We, bibkn.org, need both the schemalessness of CouchDB at one end of
our workflow and the strongly-typedness of RDF at the other end of the
workflow when all our data has been cleaned up and "ontologized". So we
don't see this as an either/or between CouchDB and RDF stores.
However we can definitely say one thing - if you need just the
flexible schema aspect and are using RDF to give you that, then that
is massive overkill and the conceptual overhead of the RDF
(ontology, schemas, namespaces, completely normalized everything ie
URI's for subject, predictae, object) , is simply not worth it.
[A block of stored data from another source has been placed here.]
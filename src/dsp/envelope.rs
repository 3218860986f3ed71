//! Burst envelope: short attack/exponential-release shape for excitation bursts.

/// Envelope stages.
#[derive(Debug, Clone, Copy, PartialEq)]
enum Stage {
    Idle,
    Attack,
    Release,
}

/// Level below which a releasing burst is considered finished.
const SILENCE_FLOOR: f64 = 1e-4;

/// Attack-then-exponential-release envelope used to shape one burst.
///
/// Re-triggering while a burst is still sounding restarts the attack from the
/// current level instead of from zero, so the injected signal stays continuous.
#[derive(Debug, Clone)]
pub struct BurstEnvelope {
    /// Attack time in seconds.
    pub attack: f64,
    /// Release time constant in seconds (time to fall to 1/e).
    pub release: f64,

    stage: Stage,
    level: f64,
    sample_rate: f64,
    stage_samples: usize,
    stage_counter: usize,
    /// Level at the start of the current attack (for retrigger).
    start_level: f64,
    release_coef: f64,
}

impl BurstEnvelope {
    pub fn new(sample_rate: f64) -> Self {
        BurstEnvelope {
            attack: 0.002,
            release: 0.02,
            stage: Stage::Idle,
            level: 0.0,
            sample_rate,
            stage_samples: 0,
            stage_counter: 0,
            start_level: 0.0,
            release_coef: 0.0,
        }
    }

    /// Start (or restart) a burst.
    pub fn trigger(&mut self) {
        self.stage = Stage::Attack;
        self.stage_samples = (self.attack * self.sample_rate) as usize;
        self.stage_counter = 0;
        self.start_level = self.level; // retrigger from current level
        let release_samples = (self.release * self.sample_rate).max(1.0);
        self.release_coef = (-1.0 / release_samples).exp();
    }

    /// Generate the next envelope sample [0, 1].
    #[inline]
    pub fn next_sample(&mut self) -> f64 {
        match self.stage {
            Stage::Idle => {
                self.level = 0.0;
            }
            Stage::Attack => {
                if self.stage_samples == 0 {
                    self.level = 1.0;
                    self.stage = Stage::Release;
                } else {
                    let t = self.stage_counter as f64 / self.stage_samples as f64;
                    self.level = self.start_level + (1.0 - self.start_level) * t;
                    self.stage_counter += 1;
                    if self.stage_counter >= self.stage_samples {
                        self.level = 1.0;
                        self.stage = Stage::Release;
                    }
                }
            }
            Stage::Release => {
                self.level *= self.release_coef;
                if self.level < SILENCE_FLOOR {
                    self.level = 0.0;
                    self.stage = Stage::Idle;
                }
            }
        }
        self.level
    }

    /// Returns true once the burst has decayed away.
    pub fn is_finished(&self) -> bool {
        self.stage == Stage::Idle
    }

    pub fn level(&self) -> f64 {
        self.level
    }

    /// Samples a fresh burst lasts with the current attack/release settings.
    pub fn burst_length(&self) -> usize {
        let attack = (self.attack * self.sample_rate) as usize;
        let release = self.release * self.sample_rate * (1.0 / SILENCE_FLOOR).ln();
        attack + release.ceil() as usize
    }
}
If
however you want to do logical inference and reasoning over your data
then clearly the RDF and semantic machinery gives you a whole lot of
goodness that is worth the overhead.
So CouchDB is not a substitute for an RDF-store, but you may be using an
RDF-store for the lesser things it gives you (flexible schema) and in
that case CouchDB can do a lot more for you at a much lower overhead and
much greater ease of use and integration into existing tools.
Additionally SPARQL (like SQL) is not really meant for text search
which is critical for loosely typed data. So even at our RDF end we have
a Solr instance for rapid text search over the RDF store.
Additionally we have couchdb-lucene as an extension on our CouchDB
instance and this has given us everything we need at the loosely typed
data end of our workflow.
So if semi-structured data and document management is your primary use
case and there is no semantic/ontology/inference component then forget
RDF-stores and just go with CouchDB.
In our project we are developing a format on top of JSON to export
bibliographic metadata for integration into JSON friendly date
consumers, it also happens to have easy mapping to RDF.
So even if you go to Couch now you may be able to integrate into an
RDF-store at some later stage if the need arises.
Hope this helps,
Nitin Borwankar,
Project Manager, Bibliographic Knowledge Network
bibkn.org